(Saved data entries)
☆ ☆ ☆ ☆ ☆ ☆ ☆

//! Pricing calculator
//!
//! Computes subtotal, per-rule discount amount and the final total.
//! Intermediate math is `Decimal`; the result is rounded half-up to the
//! minor unit exactly once, at the end of the whole-cart computation.
//! Summing per-line roundings would drift, so `price` deliberately does not
//! decompose into per-line totals.

use crate::eligibility::{EligibilityContext, evaluate};
use rust_decimal::Decimal;
use shared::money::{Currency, Money};
use shared::{CartLineSnapshot, DiscountRule, DiscountValue, PricingResult, RejectionReason};

/// Sum of current prices over the whole cart
pub fn subtotal(cart: &[CartLineSnapshot], currency: Currency) -> Money {
    cart.iter()
        .fold(Money::zero(currency), |acc, line| acc + line.current_price)
}

/// Discount base: the current prices the rule's scope covers
///
/// For `SpecificApps`/`Bundle` only matching lines participate; items
/// outside the scope stay in the total but not in the base.
fn discount_base(rule: &DiscountRule, cart: &[CartLineSnapshot], currency: Currency) -> Money {
    cart.iter()
        .filter(|line| rule.scope.applies_to(&line.item_id))
        .fold(Money::zero(currency), |acc, line| acc + line.current_price)
}

/// Discount amount for an already-accepted rule
///
/// Percentage discounts are computed in `Decimal`, rounded half-up once,
/// then clamped to `max_discount` when set. Fixed discounts never exceed
/// the base they apply to. Either way the result is finally clamped to the
/// cart subtotal, so a total can never go negative.
pub fn compute_discount(
    rule: &DiscountRule,
    cart: &[CartLineSnapshot],
    currency: Currency,
) -> Money {
    let base = discount_base(rule, cart, currency);

    let discount = match &rule.value {
        DiscountValue::Percentage {
            percent,
            max_discount,
        } => {
            let raw = base.to_decimal() * percent / Decimal::ONE_HUNDRED;
            let amount = Money::from_decimal(raw, currency);
            match max_discount {
                Some(cap) => amount.min(*cap),
                None => amount,
            }
        }
        DiscountValue::Fixed { amount } => amount.min(base),
    };

    discount.clamp_non_negative().min(subtotal(cart, currency))
}

/// Outcome of the registry lookup for the supplied code
#[derive(Debug, Clone, Copy, Default)]
pub enum CodeLookup<'a> {
    /// No code was supplied
    #[default]
    None,
    /// A code was supplied but the registry has no such rule
    NotFound,
    /// The registry's rule for the supplied code
    Found(&'a DiscountRule),
}

/// Price a cart against an optional, already-looked-up discount code
///
/// Pure and side-effect-free: identical inputs always produce an identical
/// receipt, so the client can safely re-evaluate any number of times before
/// payment capture. Rejections degrade to full price with a reason, never
/// to a failed checkout.
pub fn price(
    cart: &[CartLineSnapshot],
    code: CodeLookup<'_>,
    ctx: &EligibilityContext,
    currency: Currency,
) -> PricingResult {
    let sub = subtotal(cart, currency);

    match code {
        CodeLookup::None => PricingResult::undiscounted(sub),
        CodeLookup::NotFound => PricingResult::rejected(sub, RejectionReason::InvalidCode),
        CodeLookup::Found(rule) => match evaluate(rule, cart, ctx) {
            Err(reason) => PricingResult::rejected(sub, reason),
            Ok(()) => {
                let amount = compute_discount(rule, cart, currency);
                PricingResult::discounted(sub, rule.normalized_code(), amount)
            }
        },
    }
}

#[cfg(test)]
mod tests {
    use super::*;
    use shared::{DiscountScope, UsageLimit};
    use std::collections::BTreeSet;

    const GHS: Currency = Currency::Ghs;

    fn ghs(minor: i64) -> Money {
        Money::from_minor(minor, GHS)
    }

    fn make_rule(scope: DiscountScope, value: DiscountValue) -> DiscountRule {
        DiscountRule {
            code: "TEST".to_string(),
            description: None,
            scope,
            value,
            usage_limit: UsageLimit::default(),
            valid_from: 0,
            valid_to: i64::MAX,
            stackable_with_promotions: true,
            priority: 1,
            is_active: true,
            created_at: 0,
        }
    }

    fn percentage(percent: i64) -> DiscountValue {
        DiscountValue::Percentage {
            percent: Decimal::from(percent),
            max_discount: None,
        }
    }

    fn line(id: &str, minor: i64) -> CartLineSnapshot {
        CartLineSnapshot::at_list_price(id, ghs(minor))
    }

    fn ids(ids: &[&str]) -> BTreeSet<String> {
        ids.iter().map(|s| s.to_string()).collect()
    }

    // ==================== Subtotal ====================

    #[test]
    fn test_subtotal_empty_cart() {
        assert_eq!(subtotal(&[], GHS), ghs(0));
    }

    #[test]
    fn test_subtotal_uses_current_prices() {
        let cart = [
            line("a", 5_000),
            CartLineSnapshot::on_promotion("b", ghs(5_000), ghs(4_000)),
        ];
        assert_eq!(subtotal(&cart, GHS), ghs(9_000));
    }

    // ==================== Scenarios ====================

    #[test]
    fn test_scenario_a_percentage_all_apps() {
        // 100.00 GHS cart, 20% AllApps, no cap -> 20.00 off, 80.00 total
        let cart = [line("x", 10_000)];
        let rule = make_rule(DiscountScope::AllApps, percentage(20));

        let result = price(
            &cart,
            CodeLookup::Found(&rule),
            &EligibilityContext::at(1),
            GHS,
        );
        assert_eq!(result.discount_amount, ghs(2_000));
        assert_eq!(result.total, ghs(8_000));
        assert!(result.verify());
    }

    #[test]
    fn test_scenario_b_fixed_clamped_to_subtotal() {
        // 100.00 GHS cart, fixed 150.00 -> clamped to 100.00, total 0.00
        let cart = [line("x", 10_000)];
        let rule = make_rule(
            DiscountScope::AllApps,
            DiscountValue::Fixed {
                amount: ghs(15_000),
            },
        );

        let result = price(
            &cart,
            CodeLookup::Found(&rule),
            &EligibilityContext::at(1),
            GHS,
        );
        assert_eq!(result.discount_amount, ghs(10_000));
        assert_eq!(result.total, ghs(0));
        assert!(result.verify());
    }

    #[test]
    fn test_scenario_c_promotion_conflict() {
        // Non-stackable 10% against a cart with one promotional line
        let cart = [
            line("a", 5_000),
            CartLineSnapshot::on_promotion("b", ghs(6_000), ghs(5_000)),
        ];
        let mut rule = make_rule(DiscountScope::AllApps, percentage(10));
        rule.stackable_with_promotions = false;

        let result = price(
            &cart,
            CodeLookup::Found(&rule),
            &EligibilityContext::at(1),
            GHS,
        );
        assert_eq!(
            result.rejected_reason,
            Some(RejectionReason::PromotionConflict)
        );
        assert_eq!(result.discount_amount, ghs(0));
        assert_eq!(result.total, ghs(10_000));
    }

    #[test]
    fn test_scenario_e_expired_code_full_price() {
        let cart = [line("x", 10_000)];
        let mut rule = make_rule(DiscountScope::AllApps, percentage(20));
        rule.valid_from = 0;
        rule.valid_to = 100;

        let result = price(
            &cart,
            CodeLookup::Found(&rule),
            &EligibilityContext::at(200),
            GHS,
        );
        assert_eq!(result.rejected_reason, Some(RejectionReason::Expired));
        assert_eq!(result.total, result.subtotal);
    }

    // ==================== Base selection ====================

    #[test]
    fn test_specific_apps_base_excludes_other_items() {
        // 50% off items {a}: cart a=40.00, b=60.00
        // base = 40.00, discount = 20.00, total = 80.00
        let cart = [line("a", 4_000), line("b", 6_000)];
        let rule = make_rule(
            DiscountScope::SpecificApps {
                applicable_item_ids: ids(&["a"]),
            },
            percentage(50),
        );

        let result = price(
            &cart,
            CodeLookup::Found(&rule),
            &EligibilityContext::at(1),
            GHS,
        );
        assert_eq!(result.discount_amount, ghs(2_000));
        assert_eq!(result.total, ghs(8_000));
    }

    #[test]
    fn test_fixed_discount_clamped_to_scoped_base() {
        // Fixed 30.00 on items {a} where a costs 20.00: only 20.00 comes off
        let cart = [line("a", 2_000), line("b", 6_000)];
        let rule = make_rule(
            DiscountScope::SpecificApps {
                applicable_item_ids: ids(&["a"]),
            },
            DiscountValue::Fixed { amount: ghs(3_000) },
        );

        let result = price(
            &cart,
            CodeLookup::Found(&rule),
            &EligibilityContext::at(1),
            GHS,
        );
        assert_eq!(result.discount_amount, ghs(2_000));
        assert_eq!(result.total, ghs(6_000));
    }

    // ==================== Caps and rounding ====================

    #[test]
    fn test_percentage_cap() {
        // 20% of 500.00 = 100.00, capped at 30.00
        let cart = [line("x", 50_000)];
        let rule = make_rule(
            DiscountScope::AllApps,
            DiscountValue::Percentage {
                percent: Decimal::from(20),
                max_discount: Some(ghs(3_000)),
            },
        );

        let result = price(
            &cart,
            CodeLookup::Found(&rule),
            &EligibilityContext::at(1),
            GHS,
        );
        assert_eq!(result.discount_amount, ghs(3_000));
    }

    #[test]
    fn test_percentage_rounds_half_up_once() {
        // 15% of 33.35 = 5.0025 -> 5.00; 15% of 33.37 = 5.0055 -> 5.01
        let rule = make_rule(DiscountScope::AllApps, percentage(15));

        assert_eq!(compute_discount(&rule, &[line("a", 3_335)], GHS), ghs(500));
        assert_eq!(compute_discount(&rule, &[line("a", 3_337)], GHS), ghs(501));
    }

    #[test]
    fn test_total_then_round_semantics() {
        // 3 lines of 0.35 each at 10%: base 1.05 -> 0.11 (rounded once).
        // Per-line rounding would give 3 * 0.04 = 0.12.
        let cart = [line("a", 35), line("b", 35), line("c", 35)];
        let rule = make_rule(DiscountScope::AllApps, percentage(10));

        assert_eq!(compute_discount(&rule, &cart, GHS), ghs(11));
    }

    // ==================== price() plumbing ====================

    #[test]
    fn test_no_code_supplied() {
        let cart = [line("x", 10_000)];
        let result = price(&cart, CodeLookup::None, &EligibilityContext::at(1), GHS);

        assert_eq!(result, PricingResult::undiscounted(ghs(10_000)));
    }

    #[test]
    fn test_unknown_code_full_price_with_reason() {
        let cart = [line("x", 10_000)];
        let result = price(&cart, CodeLookup::NotFound, &EligibilityContext::at(1), GHS);

        assert_eq!(result.rejected_reason, Some(RejectionReason::InvalidCode));
        assert_eq!(result.total, ghs(10_000));
    }

    #[test]
    fn test_idempotence() {
        let cart = [line("a", 4_000), line("b", 6_000)];
        let rule = make_rule(DiscountScope::AllApps, percentage(12));
        let ctx = EligibilityContext::at(1);

        let first = price(&cart, CodeLookup::Found(&rule), &ctx, GHS);
        let second = price(&cart, CodeLookup::Found(&rule), &ctx, GHS);
        assert_eq!(first, second);
    }

    #[test]
    fn test_accepted_code_is_normalized_on_receipt() {
        let cart = [line("x", 10_000)];
        let mut rule = make_rule(DiscountScope::AllApps, percentage(10));
        rule.code = "launch20".to_string();

        let result = price(
            &cart,
            CodeLookup::Found(&rule),
            &EligibilityContext::at(1),
            GHS,
        );
        assert_eq!(result.discount_code.as_deref(), Some("LAUNCH20"));
    }
}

☆ ☆ ☆ ☆ ☆ ☆ ☆

### Exercise aim
Which lines in the records contain the word "true"? Copy each one.

### Reply to the task
            stackable_with_promotions: true,
            is_active: true,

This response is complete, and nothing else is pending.